● **What is expected**
Transcribe the data below verbatim from the line with "pub enum ParleyError" to the line with "Operation timed out.". Include both of those lines.

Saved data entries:
+ + + +

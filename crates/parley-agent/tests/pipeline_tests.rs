// SPDX-FileCopyrightText: 2026 Parley Contributors
// SPDX-License-Identifier: MIT OR Apache-2.0

//! End-to-end behavior of ingestion and mode dispatch over mock adapters.

use std::time::Duration;

use parley_core::types::MediaPayload;
use parley_core::{ChatMode, Direction, HealthStatus, MessageKind, ViewerEvent};
use parley_test_utils::TestHarness;
use serde_json::{json, Value};

const PEER: &str = "919812345678";
const PEER_JID: &str = "919812345678@c.us";
const BOT_JID: &str = "867051314767696@bot";

fn inbound(id: &str, body: &str, t: i64) -> Value {
    json!({
        "id": id,
        "from": PEER_JID,
        "to": "910000000000@c.us",
        "t": t,
        "fromMe": false,
        "type": "chat",
        "body": body
    })
}

#[tokio::test]
async fn received_message_in_assisted_mode_is_stored_unmodified() {
    let h = TestHarness::builder().build().await.unwrap();
    h.set_mode(PEER, ChatMode::Assisted).await;

    let stored = h.receive(inbound("A1", "kal milte hai", h.unix_now())).await.unwrap();

    assert_eq!(stored.content, "kal milte hai");
    assert_eq!(stored.direction, Direction::Received);
    assert_eq!(h.messages(PEER).await.len(), 1);
    assert_eq!(h.completion.call_count().await, 0);
    assert!(h.messenger.sent().await.is_empty());
}

#[tokio::test]
async fn assisted_send_translates_and_stores_both_records() {
    let h = TestHarness::builder()
        .with_mock_responses(vec!["I am fine".into()])
        .build()
        .await
        .unwrap();
    h.set_mode(PEER, ChatMode::Assisted).await;

    let stored = h.send(PEER, "mai theek hu").await.unwrap();

    assert_eq!(stored.len(), 2);
    assert!(stored[0].is_assisted_original);
    assert_eq!(stored[0].content, "mai theek hu");
    assert!(stored[1].is_assisted_rewrite);
    assert_eq!(stored[1].content, "I am fine");
    assert_eq!(h.messenger.sent_texts().await, vec!["I am fine"]);

    let requests = h.completion.requests().await;
    assert!(requests[0].system_instruction.contains("Translate"));
    assert_eq!(h.messages(PEER).await.len(), 2);
}

#[tokio::test]
async fn assisted_send_keeps_original_when_rewrite_is_rejected() {
    let h = TestHarness::builder()
        .with_mock_responses(vec!["Here is the corrected version of your message: see you soon".into()])
        .build()
        .await
        .unwrap();
    h.set_mode(PEER, ChatMode::Assisted).await;

    let stored = h.send(PEER, "see u soon").await.unwrap();

    assert_eq!(stored.len(), 1);
    assert!(stored[0].is_assisted_original);
    assert_eq!(h.messenger.sent_texts().await, vec!["see u soon"]);
}

#[tokio::test]
async fn near_duplicate_within_window_is_rejected() {
    let h = TestHarness::builder().build().await.unwrap();
    let t = h.unix_now();

    assert!(h.receive(inbound("A1", "hello", t)).await.is_some());
    assert!(h.receive(inbound("A2", "hello", t + 3)).await.is_none());
    assert_eq!(h.messages(PEER).await.len(), 1);
}

#[tokio::test]
async fn repeat_after_window_is_accepted() {
    let h = TestHarness::builder().build().await.unwrap();
    let t = h.unix_now();

    assert!(h.receive(inbound("A1", "hello", t)).await.is_some());
    assert!(h.receive(inbound("A2", "hello", t + 9)).await.is_some());
    assert_eq!(h.messages(PEER).await.len(), 2);
}

#[tokio::test]
async fn same_id_is_stored_once() {
    let h = TestHarness::builder().build().await.unwrap();
    let t = h.unix_now();

    assert!(h.receive(inbound("A1", "hello", t)).await.is_some());
    assert!(h.receive(inbound("A1", "hello", t + 60)).await.is_none());
}

#[tokio::test]
async fn schedule_shapes_the_instruction() {
    let h = TestHarness::builder()
        .at("2025-01-06T10:30:00+00:00")
        .build()
        .await
        .unwrap();
    h.agent
        .registry
        .set_assistant(Some("Reply like me.".into()), Some("09:00-12:00: Coding".into()))
        .await;

    let instruction = h.agent.dispatcher.current_instruction().await;

    assert!(instruction.starts_with("Reply like me."));
    assert!(instruction.contains("Coding"));
    assert!(instruction.contains("The user is busy"));
}

#[tokio::test]
async fn delete_falls_back_to_id_suffix() {
    let h = TestHarness::builder().build().await.unwrap();
    h.receive(inbound("msg_456_abc", "to be removed", h.unix_now())).await.unwrap();
    let mut viewer = h.agent.fanout().subscribe();

    let removed = h.agent.delete_message(PEER, "msg_123_abc", false).await.unwrap();

    assert_eq!(removed.id, "msg_456_abc");
    assert!(h.messages(PEER).await.is_empty());
    assert_eq!(
        viewer.recv().await.unwrap(),
        ViewerEvent::MessageDeleted {
            from: PEER.into(),
            id: "msg_456_abc".into()
        }
    );
    assert!(h.messenger.deleted().await.is_empty());
}

#[tokio::test]
async fn delete_for_everyone_reaches_the_provider() {
    let h = TestHarness::builder().build().await.unwrap();
    h.receive(inbound("false_919812345678@c.us_XYZ", "oops", h.unix_now()))
        .await
        .unwrap();

    h.agent.delete_message(PEER, "XYZ", true).await.unwrap();

    assert_eq!(
        h.messenger.deleted().await,
        vec![(PEER_JID.to_string(), "false_919812345678@c.us_XYZ".to_string(), true)]
    );
}

#[tokio::test]
async fn delete_conversation_keeps_mode() {
    let h = TestHarness::builder().build().await.unwrap();
    h.set_mode(PEER, ChatMode::Assisted).await;
    h.receive(inbound("A1", "hi", h.unix_now())).await.unwrap();
    let mut viewer = h.agent.fanout().subscribe();

    assert!(h.agent.delete_conversation(PEER).await);
    assert!(!h.agent.delete_conversation(PEER).await);

    assert!(h.messages(PEER).await.is_empty());
    assert_eq!(h.agent.registry.mode(PEER).await, ChatMode::Assisted);
    assert_eq!(
        viewer.recv().await.unwrap(),
        ViewerEvent::ConversationDeleted { from: PEER.into() }
    );
}

#[tokio::test]
async fn autonomous_reply_greets_only_fresh_exchanges() {
    let h = TestHarness::builder()
        .with_mock_responses(vec![
            "I am coding right now, will call you back".into(),
            "Sure".into(),
        ])
        .with_config(|c| c.assistant.identity_line = "This is Asha's assistant.".into())
        .build()
        .await
        .unwrap();
    h.set_mode(PEER, ChatMode::Autonomous).await;

    h.receive(inbound("A1", "are you free?", h.unix_now())).await.unwrap();
    h.clock.advance(chrono::Duration::seconds(60));
    h.receive(inbound("A2", "ok call me later", h.unix_now())).await.unwrap();

    let sent = h.messenger.sent_texts().await;
    assert_eq!(sent.len(), 2);
    assert_eq!(
        sent[0],
        "Good morning! This is Asha's assistant. I am coding right now, will call you back"
    );
    assert_eq!(sent[1], "Sure");

    let transcript = h.messages(PEER).await;
    assert_eq!(transcript.len(), 4);
    assert_eq!(transcript[1].direction, Direction::Sent);
}

#[tokio::test]
async fn autonomous_reply_is_truncated() {
    let long: Vec<String> = (1..=30).map(|i| format!("w{i}")).collect();
    let h = TestHarness::builder()
        .with_mock_responses(vec![long.join(" ")])
        .with_config(|c| c.assistant.identity_line = String::new())
        .build()
        .await
        .unwrap();
    h.set_mode(PEER, ChatMode::Autonomous).await;

    h.receive(inbound("A1", "tell me everything", h.unix_now())).await.unwrap();

    let sent = h.messenger.sent_texts().await;
    assert!(sent[0].ends_with("w25..."));
    assert!(!sent[0].contains("w26"));
}

#[tokio::test]
async fn autonomous_ignores_own_and_media_messages() {
    let h = TestHarness::builder().build().await.unwrap();
    h.set_mode(PEER, ChatMode::Autonomous).await;
    h.messenger
        .add_media("IMG1", MediaPayload::Bytes(vec![0xff, 0xd8, 0xff]))
        .await;

    h.receive(json!({
        "id": "IMG1", "from": PEER_JID, "t": h.unix_now(), "fromMe": false,
        "type": "image", "hasMedia": true, "mimetype": "image/jpeg"
    }))
    .await
    .unwrap();
    h.receive(json!({
        "id": "S1", "from": "910000000000@c.us", "to": PEER_JID,
        "t": h.unix_now(), "fromMe": true, "body": "my own words"
    }))
    .await
    .unwrap();

    assert_eq!(h.completion.call_count().await, 0);
    assert!(h.messenger.sent().await.is_empty());
}

#[tokio::test]
async fn llm_timeout_degrades_per_mode() {
    let h = TestHarness::builder()
        .with_llm_delay(Duration::from_secs(3))
        .with_config(|c| c.llm.timeout_secs = 1)
        .build()
        .await
        .unwrap();

    h.set_mode(PEER, ChatMode::Autonomous).await;
    h.receive(inbound("A1", "hello?", h.unix_now())).await.unwrap();
    assert!(h.messenger.sent().await.is_empty());

    h.set_mode(PEER, ChatMode::Assisted).await;
    let stored = h.send(PEER, "mai aa raha hu").await.unwrap();
    assert_eq!(stored.len(), 1);
    assert_eq!(h.messenger.sent_texts().await, vec!["mai aa raha hu"]);
}

#[tokio::test]
async fn llm_failure_keeps_autonomous_silent() {
    let h = TestHarness::builder().build().await.unwrap();
    h.completion.add_failure("overloaded").await;
    h.set_mode(PEER, ChatMode::Autonomous).await;

    assert!(h.receive(inbound("A1", "ping", h.unix_now())).await.is_some());
    assert!(h.messenger.sent().await.is_empty());
    assert_eq!(h.messages(PEER).await.len(), 1);
}

#[tokio::test]
async fn failed_send_still_records_optimistically() {
    let h = TestHarness::builder().build().await.unwrap();
    h.messenger.fail_sends(true);

    let stored = h.send(PEER, "are you there").await.unwrap();

    assert_eq!(stored.len(), 1);
    assert!(stored[0].id.starts_with("local_"));
    assert_eq!(stored[0].direction, Direction::Sent);
}

#[tokio::test]
async fn empty_send_is_refused() {
    let h = TestHarness::builder().build().await.unwrap();
    assert!(h.send(PEER, "   ").await.is_err());
    assert!(h.messenger.sent().await.is_empty());
}

#[tokio::test]
async fn provider_echo_of_manual_send_is_dropped() {
    let h = TestHarness::builder().build().await.unwrap();
    let stored = h.send(PEER, "on my way").await.unwrap();
    let id = stored[0].id.clone();

    let echo = h
        .receive(json!({
            "id": id, "from": "910000000000@c.us", "to": PEER_JID,
            "t": h.unix_now(), "fromMe": true, "body": "on my way"
        }))
        .await;

    assert!(echo.is_none());
    assert_eq!(h.messages(PEER).await.len(), 1);
}

#[tokio::test]
async fn group_and_status_events_are_ignored() {
    let h = TestHarness::builder().build().await.unwrap();
    let t = h.unix_now();

    assert!(h
        .receive(json!({ "id": "G1", "from": "12345@g.us", "t": t, "body": "group chatter" }))
        .await
        .is_none());
    assert!(h
        .receive(json!({ "id": "S1", "from": PEER_JID, "isStatus": true, "t": t, "body": "story" }))
        .await
        .is_none());
    assert!(h.agent.store.conversation_ids().await.is_empty());
}

#[tokio::test]
async fn failed_media_download_stores_placeholder() {
    let h = TestHarness::builder().build().await.unwrap();

    let stored = h
        .receive(json!({
            "id": "V1", "from": PEER_JID, "t": h.unix_now(),
            "type": "video", "hasMedia": true
        }))
        .await
        .unwrap();

    assert_eq!(stored.kind, MessageKind::Chat);
    assert_eq!(stored.content, "[Error processing media]");
}

#[tokio::test]
async fn voice_note_is_stored_as_audio() {
    let h = TestHarness::builder().build().await.unwrap();
    h.messenger
        .add_media("P1", MediaPayload::Encoded("data:audio/ogg;base64,T2dnUw==".into()))
        .await;

    let stored = h
        .receive(json!({
            "id": "P1", "from": PEER_JID, "t": h.unix_now(),
            "type": "ptt", "mimetype": "audio/ogg; codecs=opus"
        }))
        .await
        .unwrap();

    assert_eq!(stored.kind, MessageKind::Audio);
    assert_eq!(stored.content, "T2dnUw==");
    assert_eq!(stored.mime_type.as_deref(), Some("audio/ogg; codecs=opus"));
}

#[tokio::test]
async fn short_bot_placeholder_is_replaced_by_refetched_text() {
    let h = TestHarness::builder().build().await.unwrap();
    h.messenger
        .add_message(json!({
            "id": "B1", "from": PEER_JID,
            "body": "The weather in Pune is sunny with a high of 31 degrees."
        }))
        .await;

    let stored = h
        .receive(json!({
            "id": "B1", "from": PEER_JID, "t": h.unix_now(),
            "body": "...", "invokedBotWid": "867051314767696@bot"
        }))
        .await
        .unwrap();

    assert!(stored.content.starts_with("The weather in Pune"));
}

#[tokio::test]
async fn bot_scan_prefers_real_reply_over_own_placeholder() {
    let h = TestHarness::builder().build().await.unwrap();
    let t = h.unix_now();
    h.messenger
        .push_history(BOT_JID, json!({ "id": "P1", "from": BOT_JID, "t": t, "body": "..." }))
        .await;
    h.messenger
        .push_history(
            BOT_JID,
            json!({
                "id": "R9", "from": BOT_JID, "t": t + 1,
                "body": "The weather in Pune is sunny with a high of 31 degrees."
            }),
        )
        .await;

    let stored = h
        .receive(json!({
            "id": "P1", "from": BOT_JID, "t": t,
            "body": "...", "invokedBotWid": BOT_JID
        }))
        .await
        .unwrap();

    assert_eq!(
        stored.content,
        "The weather in Pune is sunny with a high of 31 degrees."
    );
}
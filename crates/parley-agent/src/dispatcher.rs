// SPDX-FileCopyrightText: 2026 Parley Contributors
// SPDX-License-Identifier: MIT OR Apache-2.0

//! Per-conversation mode behavior.
//!
//! Outbound sends enter through [`Dispatcher::send`]; accepted inbound
//! messages are offered to [`Dispatcher::on_received`]. Neither ever fails
//! because of the LLM: a failed or slow completion degrades to sending the
//! original text (Assisted) or to sending nothing (Autonomous).

use std::sync::Arc;
use std::time::Duration;

use chrono::{DateTime, Utc};
use parley_config::ParleyConfig;
use parley_core::jid::to_chat_jid;
use parley_core::types::{format_timestamp, CompletionRequest};
use parley_core::{
    ChatMode, CompletionProvider, Direction, Message, MessageKind, MessagingProvider, ParleyError,
};
use parley_storage::ModeRegistry;
use tracing::{debug, info, warn};
use uuid::Uuid;

use crate::clock::Clock;
use crate::commit::Committer;
use crate::contacts::ContactCache;
use crate::reply::{compose_reply, greeting, is_fresh_exchange, truncate_words};
use crate::rewrite::{accept_rewrite, instruction_for};
use crate::schedule::build_instruction;

/// Synthetic id for messages the provider has not (yet) named.
pub fn local_message_id() -> String {
    format!("local_{}", Uuid::new_v4())
}

/// Assistant tuning taken from configuration.
#[derive(Debug, Clone)]
pub struct DispatcherSettings {
    pub default_instruction: String,
    pub identity_line: String,
    pub greeting_gap_secs: u64,
    pub max_reply_words: usize,
    pub llm_timeout: Duration,
}

impl DispatcherSettings {
    pub fn from_config(config: &ParleyConfig) -> Self {
        Self {
            default_instruction: config.assistant.default_instruction.clone(),
            identity_line: config.assistant.identity_line.clone(),
            greeting_gap_secs: config.assistant.greeting_gap_secs,
            max_reply_words: config.assistant.max_reply_words,
            llm_timeout: Duration::from_secs(config.llm.timeout_secs),
        }
    }
}

pub struct Dispatcher {
    provider: Arc<dyn MessagingProvider>,
    completer: Arc<dyn CompletionProvider>,
    committer: Arc<Committer>,
    registry: Arc<ModeRegistry>,
    contacts: Arc<ContactCache>,
    clock: Arc<dyn Clock>,
    settings: DispatcherSettings,
}

impl Dispatcher {
    pub fn new(
        provider: Arc<dyn MessagingProvider>,
        completer: Arc<dyn CompletionProvider>,
        committer: Arc<Committer>,
        registry: Arc<ModeRegistry>,
        contacts: Arc<ContactCache>,
        clock: Arc<dyn Clock>,
        settings: DispatcherSettings,
    ) -> Self {
        Self {
            provider,
            completer,
            committer,
            registry,
            contacts,
            clock,
            settings,
        }
    }

    /// Sends user-typed `text` to `conversation` according to its mode.
    ///
    /// Returns the records that were stored, in order.
    pub async fn send(&self, conversation: &str, text: &str) -> Result<Vec<Message>, ParleyError> {
        let text = text.trim();
        if text.is_empty() {
            return Err(ParleyError::messaging("cannot send an empty message"));
        }

        match self.registry.mode(conversation).await {
            ChatMode::Assisted => Ok(self.send_assisted(conversation, text).await),
            ChatMode::Manual | ChatMode::Autonomous => {
                let id = self.deliver(conversation, text).await;
                let message = Message::chat(id, text, Direction::Sent, self.stamp());
                Ok(self.store(conversation, message).await.into_iter().collect())
            }
        }
    }

    async fn send_assisted(&self, conversation: &str, text: &str) -> Vec<Message> {
        let mut stored = Vec::with_capacity(2);

        let mut original = Message::chat(local_message_id(), text, Direction::Sent, self.stamp());
        original.is_assisted_original = true;
        stored.extend(self.store(conversation, original).await);

        let rewrite = self.rewrite(text).await;
        let outgoing = rewrite.as_deref().unwrap_or(text);
        let id = self.deliver(conversation, outgoing).await;

        if let Some(rewrite) = rewrite {
            let mut record = Message::chat(id, rewrite, Direction::Sent, self.stamp());
            record.is_assisted_rewrite = true;
            stored.extend(self.store(conversation, record).await);
        }
        stored
    }

    async fn rewrite(&self, text: &str) -> Option<String> {
        let request = CompletionRequest {
            user_text: text.to_string(),
            system_instruction: instruction_for(text).to_string(),
        };
        match self.complete(request).await {
            Ok(candidate) => {
                let accepted = accept_rewrite(text, &candidate);
                if accepted.is_none() {
                    debug!(candidate_len = candidate.len(), "rewrite discarded, sending original");
                }
                accepted
            }
            Err(e) => {
                warn!(error = %e, "rewrite failed, sending original");
                None
            }
        }
    }

    /// Answers an accepted inbound message when its conversation is Autonomous.
    ///
    /// `previous_contact` is the last exchange before `message` arrived.
    pub async fn on_received(
        &self,
        conversation: &str,
        message: &Message,
        previous_contact: Option<DateTime<Utc>>,
    ) -> Option<Message> {
        if message.direction != Direction::Received
            || message.kind != MessageKind::Chat
            || message.content.trim().is_empty()
        {
            return None;
        }
        if self.registry.mode(conversation).await != ChatMode::Autonomous {
            return None;
        }

        let now = self.clock.now();
        let request = CompletionRequest {
            user_text: message.content.clone(),
            system_instruction: self.instruction_at(now).await,
        };
        let reply = match self.complete(request).await {
            Ok(reply) => truncate_words(&reply, self.settings.max_reply_words),
            Err(e) => {
                warn!(conversation, error = %e, "automatic reply failed, staying silent");
                return None;
            }
        };
        if reply.is_empty() {
            return None;
        }

        let fresh = is_fresh_exchange(
            previous_contact,
            now.to_utc(),
            self.settings.greeting_gap_secs,
        );
        let text = compose_reply(
            &reply,
            fresh.then(|| (greeting(now), self.settings.identity_line.as_str())),
        );

        let id = self.deliver(conversation, &text).await;
        let record = Message::chat(id, text, Direction::Sent, self.stamp());
        let stored = self.store(conversation, record).await;
        if stored.is_some() {
            info!(conversation, greeted = fresh, "automatic reply sent");
        }
        stored
    }

    /// The assistant instruction as it would be used right now.
    pub async fn current_instruction(&self) -> String {
        self.instruction_at(self.clock.now()).await
    }

    async fn instruction_at(&self, now: chrono::DateTime<chrono::FixedOffset>) -> String {
        let training = self.registry.training_text().await;
        let schedule = self.registry.schedule().await;
        build_instruction(&training, &self.settings.default_instruction, &schedule, now)
    }

    async fn complete(&self, request: CompletionRequest) -> Result<String, ParleyError> {
        let duration = self.settings.llm_timeout;
        match tokio::time::timeout(duration, self.completer.complete(request)).await {
            Ok(result) => result,
            Err(_) => Err(ParleyError::Timeout { duration }),
        }
    }

    /// Sends through the provider and returns the id to store the message under.
    ///
    /// A failed send still yields an id: the record stays optimistic.
    async fn deliver(&self, conversation: &str, text: &str) -> String {
        let jid = to_chat_jid(conversation);
        match self.provider.send_text(&jid, text).await {
            Ok(Some(id)) => id,
            Ok(None) => local_message_id(),
            Err(e) => {
                warn!(conversation, error = %e, "provider send failed, keeping optimistic record");
                local_message_id()
            }
        }
    }

    async fn store(&self, conversation: &str, message: Message) -> Option<Message> {
        let contact = self.contacts.lookup(conversation);
        self.committer
            .commit(conversation, message.clone(), contact.as_ref())
            .await
            .map(|_| message)
    }

    fn stamp(&self) -> String {
        format_timestamp(self.clock.now_utc())
    }
}
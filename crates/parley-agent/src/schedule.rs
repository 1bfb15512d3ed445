// SPDX-FileCopyrightText: 2026 Parley Contributors
// SPDX-License-Identifier: MIT OR Apache-2.0

//! Day schedule parsing and the dynamic assistant instruction.
//!
//! A schedule is free text where lines of the form `HH:MM-HH:MM: Activity`
//! describe what the owner is doing. Other lines are ignored.

use std::sync::LazyLock;

use chrono::{DateTime, FixedOffset, Timelike};
use regex::Regex;

static SCHEDULE_LINE: LazyLock<Regex> = LazyLock::new(|| {
    Regex::new(r"^\s*(\d{1,2}):(\d{2})\s*-\s*(\d{1,2}):(\d{2})\s*:\s*(.+?)\s*$")
        .expect("schedule line pattern is valid")
});

/// One `HH:MM-HH:MM: Activity` line.
#[derive(Debug, Clone, PartialEq, Eq)]
pub struct ScheduleEntry {
    /// Minutes since midnight.
    pub start: u32,
    pub end: u32,
    pub activity: String,
}

impl ScheduleEntry {
    /// Inclusive on both ends.
    pub fn covers(&self, minute_of_day: u32) -> bool {
        self.start <= minute_of_day && minute_of_day <= self.end
    }
}

/// What the owner is likely doing, as told to the model.
#[derive(Debug, Clone, Copy, PartialEq, Eq)]
pub enum Availability {
    Busy,
    AtSchool,
    Sleeping,
    Available,
}

impl Availability {
    /// Classifies an activity by keyword.
    pub fn of(activity: &str) -> Self {
        let activity = activity.to_lowercase();
        let has = |words: &[&str]| words.iter().any(|w| activity.contains(w));
        if has(&["sleep", "nap", "bed"]) {
            Self::Sleeping
        } else if has(&["school", "class", "college", "lecture", "university"]) {
            Self::AtSchool
        } else if has(&["free", "available", "break", "relax"]) {
            Self::Available
        } else {
            Self::Busy
        }
    }

    pub fn hint(self) -> &'static str {
        match self {
            Self::Busy => "The user is busy and may reply later.",
            Self::AtSchool => "The user is at school and cannot reply right now.",
            Self::Sleeping => "The user is sleeping and will reply in the morning.",
            Self::Available => "The user is available.",
        }
    }
}

fn minutes(hours: &str, mins: &str) -> Option<u32> {
    let (h, m) = (hours.parse::<u32>().ok()?, mins.parse::<u32>().ok()?);
    (h < 24 && m < 60).then_some(h * 60 + m)
}

/// Parses every well-formed schedule line, in order.
pub fn parse_schedule(text: &str) -> Vec<ScheduleEntry> {
    text.lines()
        .filter_map(|line| {
            let caps = SCHEDULE_LINE.captures(line)?;
            Some(ScheduleEntry {
                start: minutes(&caps[1], &caps[2])?,
                end: minutes(&caps[3], &caps[4])?,
                activity: caps[5].to_string(),
            })
        })
        .collect()
}

/// The entry in effect at `minute_of_day`. Later lines override earlier ones.
pub fn active_entry(entries: &[ScheduleEntry], minute_of_day: u32) -> Option<&ScheduleEntry> {
    entries
        .iter()
        .fold(None, |current, entry| {
            if entry.covers(minute_of_day) {
                Some(entry)
            } else {
                current
            }
        })
}

/// Sentence describing the current day, time and activity.
///
/// `None` when the schedule has no parseable lines.
pub fn schedule_clause(schedule: &str, now: DateTime<FixedOffset>) -> Option<String> {
    let entries = parse_schedule(schedule);
    if entries.is_empty() {
        return None;
    }

    let minute_of_day = now.hour() * 60 + now.minute();
    let when = now.format("%A %H:%M");
    Some(match active_entry(&entries, minute_of_day) {
        Some(entry) => format!(
            "It is currently {when}. According to the user's schedule they are doing: {}. {}",
            entry.activity,
            Availability::of(&entry.activity).hint()
        ),
        None => format!(
            "It is currently {when}. Nothing is scheduled right now. {}",
            Availability::Available.hint()
        ),
    })
}

/// Training text (or the fallback) followed by the schedule clause.
pub fn build_instruction(
    training_text: &str,
    fallback: &str,
    schedule: &str,
    now: DateTime<FixedOffset>,
) -> String {
    let base = if training_text.trim().is_empty() {
        fallback.trim()
    } else {
        training_text.trim()
    };
    match schedule_clause(schedule, now) {
        Some(clause) => format!("{base}\n\n{clause}"),
        None => base.to_string(),
    }
}
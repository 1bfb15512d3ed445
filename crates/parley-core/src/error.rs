// SPDX-FileCopyrightText: 2026 Parley Contributors
// SPDX-License-Identifier: MIT OR Apache-2.0

//! Error types for the Parley messaging bridge.

use thiserror::Error;

/// The primary error type used across all Parley adapter traits and core operations.
#[derive(Debug, Error)]
pub enum ParleyError {
    /// Configuration errors (invalid TOML, missing required fields, type mismatches).
    #[error("configuration error: {0}")]
    Config(String),

    /// Storage errors (file I/O, JSON serialization).
    #[error("storage error: {source}")]
    Storage {
        source: Box<dyn std::error::Error + Send + Sync>,
    },

    /// Messaging provider errors (sidecar unreachable, send rejected, fetch failed).
    #[error("messaging error: {message}")]
    Messaging {
        message: String,
        source: Option<Box<dyn std::error::Error + Send + Sync>>,
    },

    /// LLM completion errors (API failure, empty output, malformed response).
    #[error("completion error: {message}")]
    Completion {
        message: String,
        source: Option<Box<dyn std::error::Error + Send + Sync>>,
    },

    /// Operation timed out.
    #[error("operation timed out after {duration:?}")]
    Timeout { duration: std::time::Duration },

    /// Internal or unexpected errors.
    #[error("internal error: {0}")]
    Internal(String),
}

impl ParleyError {
    /// Shorthand for a messaging error without an underlying source.
    pub fn messaging(message: impl Into<String>) -> Self {
        Self::Messaging {
            message: message.into(),
            source: None,
        }
    }

    /// Shorthand for a completion error without an underlying source.
    pub fn completion(message: impl Into<String>) -> Self {
        Self::Completion {
            message: message.into(),
            source: None,
        }
    }

    /// Wraps any error as a storage error.
    pub fn storage<E>(err: E) -> Self
    where
        E: std::error::Error + Send + Sync + 'static,
    {
        Self::Storage {
            source: Box::new(err),
        }
    }
}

+ + + +

● **Solution to the problem**
pub enum ParleyError {
    /// Configuration errors (invalid TOML, missing required fields, type mismatches).
    #[error("configuration error: {0}")]
    Config(String),

    /// Storage errors (file I/O, JSON serialization).
    #[error("storage error: {source}")]
    Storage {
        source: Box<dyn std::error::Error + Send + Sync>,
    },

    /// Messaging provider errors (sidecar unreachable, send rejected, fetch failed).
    #[error("messaging error: {message}")]
    Messaging {
        message: String,
        source: Option<Box<dyn std::error::Error + Send + Sync>>,
    },

    /// LLM completion errors (API failure, empty output, malformed response).
    #[error("completion error: {message}")]
    Completion {
        message: String,
        source: Option<Box<dyn std::error::Error + Send + Sync>>,
    },

    /// Operation timed out.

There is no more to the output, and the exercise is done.